═══ Dataset

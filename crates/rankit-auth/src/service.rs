//! Account service — registration and login orchestration.

use rankit_core::error::{RankError, RankResult};
use rankit_core::models::user::{CreateUser, User};
use rankit_core::repository::UserRepository;
use rankit_core::validate::{validate_email, validate_password, validate_username};
use tracing::info;

use crate::config::AuthConfig;
use crate::error::AuthError;
use crate::password;

/// Input for the registration flow.
#[derive(Debug)]
pub struct RegisterInput {
    pub username: String,
    pub email: String,
    pub password: String,
}

/// Account service.
///
/// Generic over the user repository so that the auth layer has no
/// dependency on the database crate. Password hashes never leave this
/// crate as anything but opaque strings.
pub struct AccountService<U: UserRepository> {
    user_repo: U,
    config: AuthConfig,
}

impl<U: UserRepository> AccountService<U> {
    pub fn new(user_repo: U, config: AuthConfig) -> Self {
        Self { user_repo, config }
    }

    /// Register a new account. Usernames and emails are unique; the
    /// email is normalized to trimmed lowercase before storage.
    pub async fn register(&self, input: RegisterInput) -> RankResult<User> {
        let username = input.username.trim().to_string();
        validate_username(&username)?;

        let email = input.email.trim().to_lowercase();
        validate_email(&email)?;

        validate_password(&input.password, self.config.min_password_length)?;

        let password_hash =
            password::hash_password(&input.password, self.config.pepper.as_deref())?;

        let user = self
            .user_repo
            .create(CreateUser {
                username,
                email,
                password_hash,
            })
            .await?;

        info!(user_id = %user.id, "account registered");
        Ok(user)
    }

    /// Authenticate with username or email plus password.
    ///
    /// Lookup failures and password mismatches collapse into the same
    /// `InvalidCredentials` error so callers cannot tell which accounts
    /// exist.
    pub async fn login(&self, username_or_email: &str, password: &str) -> RankResult<User> {
        let user = match self.user_repo.get_by_username(username_or_email).await {
            Ok(u) => u,
            Err(RankError::NotFound { .. }) => self
                .user_repo
                .get_by_email(username_or_email)
                .await
                .map_err(|_| AuthError::InvalidCredentials)?,
            Err(e) => return Err(e),
        };

        let valid = password::verify_password(
            password,
            &user.password_hash,
            self.config.pepper.as_deref(),
        )?;

        if !valid {
            return Err(AuthError::InvalidCredentials.into());
        }

        info!(user_id = %user.id, "login succeeded");
        Ok(user)
    }
}
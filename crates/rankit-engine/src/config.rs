//! Engine configuration.

/// Limits and knobs for the engine services.
///
/// The HTTP layer is expected to sanitize inputs already; these bounds
/// are re-checked here as the last line of defense.
#[derive(Debug, Clone)]
pub struct EngineConfig {
    /// Minimum group name length after trimming (default: 3).
    pub group_name_min_len: usize,
    /// Maximum group name length; longer input is truncated (default: 100).
    pub group_name_max_len: usize,
    /// Minimum item name length after trimming (default: 2).
    pub item_name_min_len: usize,
    /// Maximum item name length (default: 200).
    pub item_name_max_len: usize,
    /// Maximum description length for groups and items (default: 500).
    pub description_max_len: usize,
    /// Page size for group discovery listings (default: 20).
    pub discover_page_size: u64,
    /// Page size used by reconciliation sweeps (default: 100).
    pub reconcile_page_size: u64,
}

impl Default for EngineConfig {
    fn default() -> Self {
        Self {
            group_name_min_len: 3,
            group_name_max_len: 100,
            item_name_min_len: 2,
            item_name_max_len: 200,
            description_max_len: 500,
            discover_page_size: 20,
            reconcile_page_size: 100,
        }
    }
}
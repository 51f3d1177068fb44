//! SurrealDB implementation of [`RatingRepository`].
//!
//! A rating's record id is derived deterministically from the
//! (user, item) pair, so the one-rating-per-pair invariant is enforced
//! by record identity: a concurrent second insert fails at the store and
//! falls back to an in-place update. The unique index on the same pair
//! backs this up at the schema level.

use chrono::{DateTime, Utc};
use rankit_core::error::RankResult;
use rankit_core::models::rating::{Rating, RatingChange, SubmitRating};
use rankit_core::repository::RatingRepository;
use serde::Deserialize;
use surrealdb::{Connection, Surreal};
use uuid::Uuid;

use crate::error::DbError;
use crate::repository::{CountRow, is_unique_violation, parse_uuid, with_conflict_retry};

/// Deterministic record id for the (user, item) pair.
fn rating_key(user_id: Uuid, item_id: Uuid) -> String {
    format!("{user_id}_{item_id}")
}

#[derive(Debug, Deserialize)]
struct RatingRow {
    user_id: String,
    group_id: String,
    item_id: String,
    score: u8,
    created_at: DateTime<Utc>,
    updated_at: DateTime<Utc>,
}

impl RatingRow {
    fn try_into_rating(self) -> Result<Rating, DbError> {
        Ok(Rating {
            user_id: parse_uuid(&self.user_id, "user")?,
            group_id: parse_uuid(&self.group_id, "group")?,
            item_id: parse_uuid(&self.item_id, "item")?,
            score: self.score,
            created_at: self.created_at,
            updated_at: self.updated_at,
        })
    }
}

#[derive(Debug, Deserialize)]
struct ItemStatsRow {
    total: u64,
    sum: i64,
}

/// SurrealDB implementation of the Rating repository.
#[derive(Clone)]
pub struct SurrealRatingRepository<C: Connection> {
    db: Surreal<C>,
}

impl<C: Connection> SurrealRatingRepository<C> {
    pub fn new(db: Surreal<C>) -> Self {
        Self { db }
    }

    async fn current_score(&self, key: &str) -> Result<Option<u8>, DbError> {
        let mut result = self
            .db
            .query("SELECT VALUE score FROM type::thing('rating', $rid)")
            .bind(("rid", key.to_owned()))
            .await?;
        let scores: Vec<u8> = result.take(0)?;
        Ok(scores.into_iter().next())
    }

    async fn update_score(&self, key: &str, score: u8) -> Result<(), DbError> {
        let key = key.to_owned();
        with_conflict_retry(|| {
            let db = self.db.clone();
            let rid = key.clone();
            Box::pin(async move {
                db.query(
                    "UPDATE type::thing('rating', $rid) SET \
                     score = $score, updated_at = time::now()",
                )
                .bind(("rid", rid))
                .bind(("score", score as i64))
                .await?
                .check()?;
                Ok(())
            })
        })
        .await
    }
}

impl<C: Connection> RatingRepository for SurrealRatingRepository<C> {
    async fn upsert(&self, input: SubmitRating) -> RankResult<RatingChange> {
        let key = rating_key(input.user_id, input.item_id);

        if let Some(previous) = self.current_score(&key).await? {
            self.update_score(&key, input.score).await?;
            return Ok(RatingChange {
                previous: Some(previous),
                score: input.score,
            });
        }

        let created = with_conflict_retry(|| {
            let db = self.db.clone();
            let rid = key.clone();
            let user = input.user_id.to_string();
            let group = input.group_id.to_string();
            let item = input.item_id.to_string();
            Box::pin(async move {
                db.query(
                    "CREATE type::thing('rating', $rid) SET \
                     user_id = $user_id, group_id = $group_id, \
                     item_id = $item_id, score = $score",
                )
                .bind(("rid", rid))
                .bind(("user_id", user))
                .bind(("group_id", group))
                .bind(("item_id", item))
                .bind(("score", input.score as i64))
                .await?
                .check()?;
                Ok(())
            })
        })
        .await;

        match created {
            Ok(()) => Ok(RatingChange {
                previous: None,
                score: input.score,
            }),
            // Lost the insert race against a concurrent first submission:
            // the record now exists, so read its score and update instead.
            Err(DbError::Surreal(e)) if is_unique_violation(&e) => {
                let previous = self.current_score(&key).await?.ok_or_else(|| {
                    DbError::Inconsistent(format!("rating {key} vanished during upsert"))
                })?;
                self.update_score(&key, input.score).await?;
                Ok(RatingChange {
                    previous: Some(previous),
                    score: input.score,
                })
            }
            Err(e) => Err(e.into()),
        }
    }

    async fn get(&self, user_id: Uuid, item_id: Uuid) -> RankResult<Option<Rating>> {
        let key = rating_key(user_id, item_id);

        let mut result = self
            .db
            .query("SELECT * FROM type::thing('rating', $rid)")
            .bind(("rid", key))
            .await
            .map_err(DbError::from)?;

        let rows: Vec<RatingRow> = result.take(0).map_err(DbError::from)?;
        match rows.into_iter().next() {
            Some(row) => Ok(Some(row.try_into_rating()?)),
            None => Ok(None),
        }
    }

    async fn list_for_user_in_group(
        &self,
        user_id: Uuid,
        group_id: Uuid,
    ) -> RankResult<Vec<Rating>> {
        let mut result = self
            .db
            .query(
                "SELECT * FROM rating \
                 WHERE user_id = $user_id AND group_id = $group_id",
            )
            .bind(("user_id", user_id.to_string()))
            .bind(("group_id", group_id.to_string()))
            .await
            .map_err(DbError::from)?;

        let rows: Vec<RatingRow> = result.take(0).map_err(DbError::from)?;
        let ratings = rows
            .into_iter()
            .map(|row| row.try_into_rating())
            .collect::<Result<Vec<_>, DbError>>()?;

        Ok(ratings)
    }

    async fn stats_for_item(&self, item_id: Uuid) -> RankResult<(u64, i64)> {
        let mut result = self
            .db
            .query(
                "SELECT count() AS total, math::sum(score) AS sum FROM rating \
                 WHERE item_id = $item_id GROUP ALL",
            )
            .bind(("item_id", item_id.to_string()))
            .await
            .map_err(DbError::from)?;

        let rows: Vec<ItemStatsRow> = result.take(0).map_err(DbError::from)?;
        // No rows means no ratings at all.
        Ok(rows
            .first()
            .map(|r| (r.total, r.sum))
            .unwrap_or((0, 0)))
    }

    async fn delete_by_item(&self, item_id: Uuid) -> RankResult<u64> {
        let item_str = item_id.to_string();

        let mut result = self
            .db
            .query("SELECT count() AS total FROM rating WHERE item_id = $item_id GROUP ALL")
            .query("DELETE rating WHERE item_id = $item_id")
            .bind(("item_id", item_str))
            .await
            .map_err(DbError::from)?
            .check()
            .map_err(DbError::from)?;

        let count_rows: Vec<CountRow> = result.take(0).map_err(DbError::from)?;
        Ok(count_rows.first().map(|r| r.total).unwrap_or(0))
    }

    async fn delete_by_group(&self, group_id: Uuid) -> RankResult<u64> {
        let group_str = group_id.to_string();

        let mut result = self
            .db
            .query("SELECT count() AS total FROM rating WHERE group_id = $group_id GROUP ALL")
            .query("DELETE rating WHERE group_id = $group_id")
            .bind(("group_id", group_str))
            .await
            .map_err(DbError::from)?
            .check()
            .map_err(DbError::from)?;

        let count_rows: Vec<CountRow> = result.take(0).map_err(DbError::from)?;
        Ok(count_rows.first().map(|r| r.total).unwrap_or(0))
    }
}
//! Integration tests for the User repository using in-memory SurrealDB.

use rankit_core::error::RankError;
use rankit_core::models::user::CreateUser;
use rankit_core::repository::UserRepository;
use rankit_db::repository::SurrealUserRepository;
use surrealdb::Surreal;
use surrealdb::engine::local::Mem;
use uuid::Uuid;

async fn setup() -> SurrealUserRepository<surrealdb::engine::local::Db> {
    let db = Surreal::new::<Mem>(()).await.unwrap();
    db.use_ns("test").use_db("test").await.unwrap();
    rankit_db::run_migrations(&db).await.unwrap();
    SurrealUserRepository::new(db)
}

fn alice() -> CreateUser {
    CreateUser {
        username: "alice".into(),
        email: "alice@example.com".into(),
        password_hash: "$argon2id$fake".into(),
    }
}

#[tokio::test]
async fn create_and_lookup() {
    let repo = setup().await;
    let user = repo.create(alice()).await.unwrap();
    assert!(user.groups_joined.is_empty());

    let by_id = repo.get_by_id(user.id).await.unwrap();
    assert_eq!(by_id.username, "alice");

    let by_name = repo.get_by_username("alice").await.unwrap();
    assert_eq!(by_name.id, user.id);

    // Email lookup normalizes case and whitespace.
    let by_email = repo.get_by_email("  Alice@Example.COM ").await.unwrap();
    assert_eq!(by_email.id, user.id);
}

#[tokio::test]
async fn duplicate_username_is_rejected() {
    let repo = setup().await;
    repo.create(alice()).await.unwrap();

    let err = repo
        .create(CreateUser {
            username: "alice".into(),
            email: "other@example.com".into(),
            password_hash: "$argon2id$fake".into(),
        })
        .await
        .unwrap_err();
    assert!(matches!(err, RankError::AlreadyExists { .. }));
}

#[tokio::test]
async fn duplicate_email_is_rejected() {
    let repo = setup().await;
    repo.create(alice()).await.unwrap();

    let err = repo
        .create(CreateUser {
            username: "alice2".into(),
            email: "alice@example.com".into(),
            password_hash: "$argon2id$fake".into(),
        })
        .await
        .unwrap_err();
    assert!(matches!(err, RankError::AlreadyExists { .. }));
}

#[tokio::test]
async fn missing_user_is_not_found() {
    let repo = setup().await;
    let err = repo.get_by_id(Uuid::new_v4()).await.unwrap_err();
    assert!(matches!(err, RankError::NotFound { .. }));
    let err = repo.get_by_username("ghost").await.unwrap_err();
    assert!(matches!(err, RankError::NotFound { .. }));
}

#[tokio::test]
async fn group_list_add_is_idempotent() {
    let repo = setup().await;
    let user = repo.create(alice()).await.unwrap();
    let group = Uuid::new_v4();

    repo.add_group(user.id, group).await.unwrap();
    repo.add_group(user.id, group).await.unwrap();

    let fetched = repo.get_by_id(user.id).await.unwrap();
    assert_eq!(fetched.groups_joined, vec![group]);

    repo.remove_group(user.id, group).await.unwrap();
    // Removing again is a no-op.
    repo.remove_group(user.id, group).await.unwrap();
    assert!(repo.get_by_id(user.id).await.unwrap().groups_joined.is_empty());
}

#[tokio::test]
async fn add_group_to_missing_user_is_not_found() {
    let repo = setup().await;
    let err = repo
        .add_group(Uuid::new_v4(), Uuid::new_v4())
        .await
        .unwrap_err();
    assert!(matches!(err, RankError::NotFound { .. }));
}
//! Authentication error types.

use rankit_core::error::RankError;
use thiserror::Error;

#[derive(Debug, Error)]
pub enum AuthError {
    #[error("invalid credentials")]
    InvalidCredentials,

    #[error("cryptography error: {0}")]
    Crypto(String),
}

impl From<AuthError> for RankError {
    fn from(err: AuthError) -> Self {
        match err {
            AuthError::InvalidCredentials => RankError::AuthenticationFailed {
                reason: err.to_string(),
            },
            AuthError::Crypto(msg) => RankError::Crypto(msg),
        }
    }
}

══════

(Problem to solve): From the records above, extract exactly and only the lines that begin at the line with "Lost the insert" and stop after the line with "let previous = self.current_score(&key).await?.ok_or_else(||".

(Reply to the exercise):
            // Lost the insert race against a concurrent first submission:
            // the record now exists, so read its score and update instead.
            Err(DbError::Surreal(e)) if is_unique_violation(&e) => {
                let previous = self.current_score(&key).await?.ok_or_else(|| {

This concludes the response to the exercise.